While Christopher Markus’ and Stephen McFeely’s story structure (based on concept and story by Ed Brubaker, Joe Simon and Jack Kirby) is fresh, it feels a little been there, done that. The saving grace of the film is the introduction of a new super villain, The Winter Soldier and a new friend/superhero/wingman for Cap in the form of The Falcon, also known as Sam Wilson (Anthony Mackie).
Directed by Anthony and Joe Russo, Captain America 2 has all the trappings of a Marvel-ready franchise film and it stays true to the universe that is Marvel. But, how significant is this Captain? Alas, reviving Hydra as a super threat just makes the franchise seem old and lacking in viable storylines. Couldn’t we have gotten a new super villain to love or hate?
Even though I am a bit disappointed about the revivals in Captain America, I am very pleased that The Falcon has taken flight. I had the opportunity to speak with Mackie early last year when it was first announced that he would play The Falcon in this installment and The Avengers 2.
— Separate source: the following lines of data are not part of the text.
//! Runtime configuration for the gate and listener.
//!
//! One explicit struct, built once by the process entry point and passed
//! into each component at construction. Components never read the
//! process environment themselves.

use std::path::{Path, PathBuf};

/// File locations and policy toggles shared by the gate and listener.
#[derive(Debug, Clone)]
pub struct GateConfig {
    /// Directory holding all warden state files.
    pub state_dir: PathBuf,
    /// Protection policy file (TOML).
    pub policy_path: PathBuf,
    /// Shared secret key file (hex).
    pub key_path: PathBuf,
    /// Request registry file (JSON).
    pub registry_path: PathBuf,
    /// Registry lock file.
    pub lock_path: PathBuf,
    /// Whether an *absent* policy file means "nothing configured yet,
    /// allow everything" (bootstrap installs) instead of the default
    /// fail-closed denial.
    ///
    /// Defaults to `false`: the gated agent can delete files, and
    /// deleting the policy must not disable the gate.
    pub allow_when_policy_absent: bool,
}

impl GateConfig {
    /// Standard layout under a single state directory.
    #[must_use]
    pub fn new(state_dir: impl Into<PathBuf>) -> Self {
        let state_dir = state_dir.into();
        Self {
            policy_path: state_dir.join("policy.toml"),
            key_path: state_dir.join("warden.key"),
            registry_path: state_dir.join("registry.json"),
            lock_path: state_dir.join("registry.lock"),
            state_dir,
            allow_when_policy_absent: false,
        }
    }

    /// Override the policy file location.
    #[must_use]
    pub fn with_policy_path(mut self, path: impl Into<PathBuf>) -> Self {
        self.policy_path = path.into();
        self
    }

    /// Override the key file location.
    #[must_use]
    pub fn with_key_path(mut self, path: impl Into<PathBuf>) -> Self {
        self.key_path = path.into();
        self
    }

    /// Override the registry file location (the lock file moves with it).
    #[must_use]
    pub fn with_registry_path(mut self, path: impl Into<PathBuf>) -> Self {
        let path = path.into();
        self.lock_path = path.with_extension("lock");
        self.registry_path = path;
        self
    }

    /// Treat an absent policy file as "no policies defined yet".
    #[must_use]
    pub fn with_allow_when_policy_absent(mut self, allow: bool) -> Self {
        self.allow_when_policy_absent = allow;
        self
    }

    /// The state directory.
    #[must_use]
    pub fn state_dir(&self) -> &Path {
        &self.state_dir
    }
}
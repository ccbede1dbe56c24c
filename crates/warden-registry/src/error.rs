//! Registry error types.

use thiserror::Error;

/// Errors that can occur in the request registry.
#[derive(Debug, Error)]
pub enum RegistryError {
    /// The registry lock could not be acquired within the retry budget.
    ///
    /// Mutating callers must fail closed on this.
    #[error("registry lock at {path} still held after {attempts} attempts")]
    LockContended {
        /// Path to the lock file.
        path: String,
        /// Number of acquisition attempts made.
        attempts: u32,
    },

    /// A freshly generated code collided with a live request.
    #[error("code {code} already identifies a live request")]
    CodeCollision {
        /// The colliding code.
        code: String,
    },

    /// No live request with the given code.
    #[error("no live request with code {code}")]
    NotFound {
        /// The code that was looked up.
        code: String,
    },

    /// The registry file could not be written.
    #[error("failed to persist registry: {0}")]
    Persist(String),

    /// I/O error on the registry or lock file.
    #[error("I/O error: {0}")]
    Io(String),
}

/// Result type for registry operations.
pub type RegistryResult<T> = Result<T, RegistryError>;
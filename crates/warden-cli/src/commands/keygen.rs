//! `warden keygen` - provision the shared secret.

use std::process::ExitCode;

use anyhow::{Context, Result};
use warden_crypto::SecretKey;
use warden_gate::GateConfig;

pub(crate) fn run(config: &GateConfig) -> Result<ExitCode> {
    let existed = config.key_path.exists();
    SecretKey::load_or_provision(&config.key_path)
        .with_context(|| format!("provisioning key at {}", config.key_path.display()))?;

    if existed {
        println!("key already present at {}", config.key_path.display());
    } else {
        println!("key provisioned at {}", config.key_path.display());
        println!("keep this file readable only by the approval authority");
    }
    Ok(ExitCode::SUCCESS)
}
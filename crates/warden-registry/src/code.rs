//! One-time approval codes.

use std::fmt;
use std::str::FromStr;

use rand::rngs::OsRng;
use rand::Rng;
use serde::{Deserialize, Serialize};

/// Length of an approval code in characters.
pub const CODE_LEN: usize = 6;

/// Code alphabet with ambiguous glyphs excluded (no 0/O, 1/I/L, 2/Z, 5/S)
/// so a human can read a code off one screen and type it into another
/// without transcription errors.
pub const CODE_ALPHABET: &[u8] = b"ABCDEFGHJKMNPQRTUVWXY346789";

/// A 6-character one-time code identifying exactly one pending
/// authorization request.
///
/// Generated from the OS CSPRNG; parsing normalizes to uppercase and
/// rejects characters outside [`CODE_ALPHABET`].
#[derive(Debug, Clone, PartialEq, Eq, Hash, Serialize, Deserialize)]
#[serde(try_from = "String", into = "String")]
pub struct ApprovalCode(String);

impl ApprovalCode {
    /// Generate a fresh random code.
    ///
    /// Uniqueness among live requests is enforced by the registry at
    /// insertion time, not here.
    #[must_use]
    pub fn generate() -> Self {
        let mut rng = OsRng;
        let code = (0..CODE_LEN)
            .map(|_| char::from(CODE_ALPHABET[rng.gen_range(0..CODE_ALPHABET.len())]))
            .collect();
        Self(code)
    }

    /// The code as a string slice.
    #[must_use]
    pub fn as_str(&self) -> &str {
        &self.0
    }
}

impl fmt::Display for ApprovalCode {
    fn fmt(&self, f: &mut fmt::Formatter<'_>) -> fmt::Result {
        write!(f, "{}", self.0)
    }
}

impl FromStr for ApprovalCode {
    type Err = ParseCodeError;

    fn from_str(s: &str) -> Result<Self, Self::Err> {
        let normalized = s.trim().to_ascii_uppercase();
        if normalized.len() != CODE_LEN {
            return Err(ParseCodeError::Length {
                actual: normalized.len(),
            });
        }
        if let Some(c) = normalized
            .bytes()
            .find(|b| !CODE_ALPHABET.contains(b))
            .map(char::from)
        {
            return Err(ParseCodeError::Alphabet { character: c });
        }
        Ok(Self(normalized))
    }
}

impl TryFrom<String> for ApprovalCode {
    type Error = ParseCodeError;

    fn try_from(s: String) -> Result<Self, Self::Error> {
        s.parse()
    }
}

impl From<ApprovalCode> for String {
    fn from(code: ApprovalCode) -> Self {
        code.0
    }
}

/// Errors from parsing an approval code.
#[derive(Debug, Clone, PartialEq, Eq, thiserror::Error)]
pub enum ParseCodeError {
    /// Wrong number of characters.
    #[error("approval codes are {CODE_LEN} characters, got {actual}")]
    Length {
        /// Actual character count.
        actual: usize,
    },

    /// Character outside the restricted alphabet.
    #[error("character {character:?} is not in the code alphabet")]
    Alphabet {
        /// The offending character.
        character: char,
    },
}
//! `warden pending` - list live authorization requests.
//!
//! A read-only scan; runs unlocked, so a request mid-write may not be
//! visible yet. That staleness is harmless for an operator listing.

use std::process::ExitCode;

use anyhow::Result;
use warden_gate::GateConfig;
use warden_registry::RegistryStore;

pub(crate) fn run(config: &GateConfig, json: bool) -> Result<ExitCode> {
    let live = RegistryStore::new(&config.registry_path).scan();

    if json {
        println!("{}", serde_json::to_string_pretty(&live)?);
        return Ok(ExitCode::SUCCESS);
    }

    if live.is_empty() {
        println!("no live requests");
        return Ok(ExitCode::SUCCESS);
    }
    for request in live {
        println!(
            "{}  {}  {:?}  expires {}",
            request.code,
            request.operation,
            request.status,
            request.expires_at.format("%H:%M:%S"),
        );
    }
    Ok(ExitCode::SUCCESS)
}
“The Falcon is a really cool character. Basically, the Falcon had three incarnations in his Marvel life span,” said Mackie, a man who carefully chooses his roles to positive results. “They took all three and put them all together into one character. So, he’s an a**-kicking, jet-pack flying cool black dude.”
After seeing the film, I can say assuredly that Mackie is not exaggerating. Indeed, The Falcon holds his own, just like Natasha Romanoff also known as The Black Widow (Scarlett Johansson), is a regular human being who’s skilled enough to have super-hero-like skills.
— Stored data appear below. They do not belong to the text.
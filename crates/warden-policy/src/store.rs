//! Policy file loading and lookup.
//!
//! # Lookup Order
//!
//! 1. Policy failed to load? -> `Fault` (fail closed)
//! 2. No policy file? -> `NoPolicy` (caller decides)
//! 3. Group has a `[groups.<name>]` entry and the operation is listed in
//!    `protected`? -> `Protected`
//! 4. Group has an entry but the operation is not listed? -> `Allow`
//! 5. Group listed in `unprotected_groups`? -> `Allow`
//! 6. Otherwise -> `UnknownGroup` (fail closed)
//!
//! A group that appears both under `[groups]` and in `unprotected_groups`
//! is treated as protected; the more restrictive reading wins.

use std::collections::BTreeMap;
use std::path::Path;

use serde::{Deserialize, Serialize};
use tracing::{debug, error, info};

use crate::error::{PolicyError, PolicyResult};
use crate::types::{ApprovalTier, OperationId, ProtectionRequirement};

/// On-disk policy document.
#[derive(Debug, Clone, Default, Serialize, Deserialize)]
#[serde(deny_unknown_fields)]
struct PolicyFile {
    /// Groups exempt from any protection.
    #[serde(default)]
    unprotected_groups: Vec<String>,

    /// Per-group protection rules.
    #[serde(default)]
    groups: BTreeMap<String, GroupPolicy>,
}

/// Protection rules for one operation group.
#[derive(Debug, Clone, Serialize, Deserialize)]
#[serde(deny_unknown_fields)]
struct GroupPolicy {
    /// Approval tier for the group's protected operations.
    #[serde(default)]
    tier: ApprovalTier,

    /// Approval phrase the human must reproduce.
    phrase: String,

    /// Operations within the group that require approval.
    ///
    /// Operations of this group *not* listed here pass through untouched.
    #[serde(default)]
    protected: Vec<String>,
}

/// How the policy file loaded.
#[derive(Debug, Clone, PartialEq, Eq)]
pub enum LoadState {
    /// No policy file exists at the configured path.
    Absent,
    /// The policy file exists but could not be read or parsed.
    Failed {
        /// Operator-facing description of the failure.
        reason: String,
    },
    /// The policy file loaded successfully.
    Loaded,
}

/// Outcome of a policy lookup for one operation.
#[derive(Debug, Clone, PartialEq, Eq)]
pub enum PolicyDecision {
    /// The operation is not protected; let it through untouched.
    Allow,
    /// The operation requires human approval.
    Protected(ProtectionRequirement),
    /// No policy file exists. The gate maps this to allow or deny based
    /// on its `allow_when_policy_absent` configuration.
    NoPolicy,
    /// The policy file is present but unusable; fail closed.
    Fault {
        /// Operator-facing remediation message.
        reason: String,
    },
    /// The operation's group appears nowhere in the policy file; fail
    /// closed so a fresh group name cannot be used to dodge policy.
    UnknownGroup,
}

impl PolicyDecision {
    /// Whether this decision denies without consulting the registry.
    #[must_use]
    pub fn is_configuration_denial(&self) -> bool {
        matches!(self, Self::Fault { .. } | Self::UnknownGroup)
    }
}

/// The loaded protection policy, immutable for the life of the process.
#[derive(Debug)]
pub struct PolicyStore {
    state: LoadState,
    policy: PolicyFile,
}

impl PolicyStore {
    /// Load the policy from `path`.
    ///
    /// Never returns an error: an unreadable or malformed file produces a
    /// store in the [`LoadState::Failed`] state whose every lookup fails
    /// closed, which is the behavior the gate needs. Use
    /// [`PolicyStore::try_parse`] to surface the underlying error to
    /// operators.
    #[must_use]
    pub fn load(path: impl AsRef<Path>) -> Self {
        let path = path.as_ref();
        match Self::try_parse(path) {
            Ok(Some(policy)) => {
                info!(
                    path = %path.display(),
                    groups = policy.groups.len(),
                    unprotected = policy.unprotected_groups.len(),
                    "loaded protection policy"
                );
                Self {
                    state: LoadState::Loaded,
                    policy,
                }
            },
            Ok(None) => {
                debug!(path = %path.display(), "no policy file present");
                Self {
                    state: LoadState::Absent,
                    policy: PolicyFile::default(),
                }
            },
            Err(e) => {
                error!(path = %path.display(), error = %e, "policy file unusable; failing closed");
                Self {
                    state: LoadState::Failed {
                        reason: e.to_string(),
                    },
                    policy: PolicyFile::default(),
                }
            },
        }
    }

    /// Parse the policy file, distinguishing "absent" (`Ok(None)`) from
    /// unreadable or malformed (`Err`).
    ///
    /// # Errors
    ///
    /// Returns [`PolicyError::Unreadable`] or [`PolicyError::Malformed`].
    fn try_parse(path: &Path) -> PolicyResult<Option<PolicyFile>> {
        let contents = match std::fs::read_to_string(path) {
            Ok(c) => c,
            Err(e) if e.kind() == std::io::ErrorKind::NotFound => return Ok(None),
            Err(e) => {
                return Err(PolicyError::Unreadable {
                    path: path.display().to_string(),
                    reason: e.to_string(),
                });
            },
        };
        let policy = toml::from_str(&contents).map_err(|source| PolicyError::Malformed {
            path: path.display().to_string(),
            source,
        })?;
        Ok(Some(policy))
    }

    /// How the policy loaded (for operator diagnostics).
    #[must_use]
    pub fn load_state(&self) -> &LoadState {
        &self.state
    }

    /// Look up the protection requirement for an operation.
    #[must_use]
    pub fn lookup(&self, op: &OperationId) -> PolicyDecision {
        match &self.state {
            LoadState::Failed { reason } => {
                return PolicyDecision::Fault {
                    reason: format!("protection policy is unusable ({reason}); fix or restore the policy file"),
                };
            },
            LoadState::Absent => return PolicyDecision::NoPolicy,
            LoadState::Loaded => {},
        }

        if let Some(group) = self.policy.groups.get(&op.group) {
            if group.protected.iter().any(|n| n == &op.name) {
                return PolicyDecision::Protected(ProtectionRequirement {
                    phrase: group.phrase.clone(),
                    tier: group.tier,
                });
            }
            return PolicyDecision::Allow;
        }

        if self.policy.unprotected_groups.iter().any(|g| g == &op.group) {
            return PolicyDecision::Allow;
        }

        PolicyDecision::UnknownGroup
    }

    /// Render the policy for `warden policy show`.
    #[must_use]
    pub fn describe(&self) -> String {
        match &self.state {
            LoadState::Absent => "no policy file present".to_owned(),
            LoadState::Failed { reason } => format!("POLICY UNUSABLE (failing closed): {reason}"),
            LoadState::Loaded => {
                let mut out = String::new();
                out.push_str("unprotected groups: ");
                if self.policy.unprotected_groups.is_empty() {
                    out.push_str("(none)");
                } else {
                    out.push_str(&self.policy.unprotected_groups.join(", "));
                }
                for (name, group) in &self.policy.groups {
                    out.push_str(&format!(
                        "\n[{name}] tier={} phrase={:?} protected: {}",
                        group.tier,
                        group.phrase,
                        if group.protected.is_empty() {
                            "(none)".to_owned()
                        } else {
                            group.protected.join(", ")
                        }
                    ));
                }
                out
            },
        }
    }
}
Now that Mackie has joined the ranks of black men in prominent roles in superhero films (think: Don Cheadle in Iron Man, Jackson in The Avengers franchise, and now Jamie Foxx in The Amazing Spider-Man 2), it feels like it’s time for them to get their own films. Maybe it’s asking too much, but can we get an origin story on Nick Fury? Markus and McFeely touch on some of Fury’s back story, but the film leaves the audience wondering what happened to Fury to bring him to this point? S.H.I.E.L.D. director Alexander Pierce (Robert Redford) touches on Fury as a young, hotheaded commander, but it’s not enough to satisfy.
Now that we have different shades infiltrating the Marvel franchise films, we are left wanting more; at least I am. I want to see more colorful superheroes or humans with super suits. I would like to see more females get a shot at superhero (or super suit) status, as well. Can the Black Widow get a BFF other than Hawkeye? Can the Black Captain America also known as Isaiah Bradley get his own franchise?
Captain America: The Winter Soldier, while thoroughly enjoyable to watch (in 2D!) makes me want more, which means the film has done its job. Except for when it comes to the Joss Whedon-directed bonus scene. Good luck trying to figure out the next franchise film from that. Although, Whedon might be a glaring clue himself.
In the meantime, Mackie’s words from last year serve to pacify things for now. Everything has its season. He said, “To say that I’m in the conversation with Don Cheadle and Sam Jackson is cool with me. If it’s the three of us that get the opportunity to play superheroes I’m glad to be one of the three. It’s good people to be associated with.” Indeed.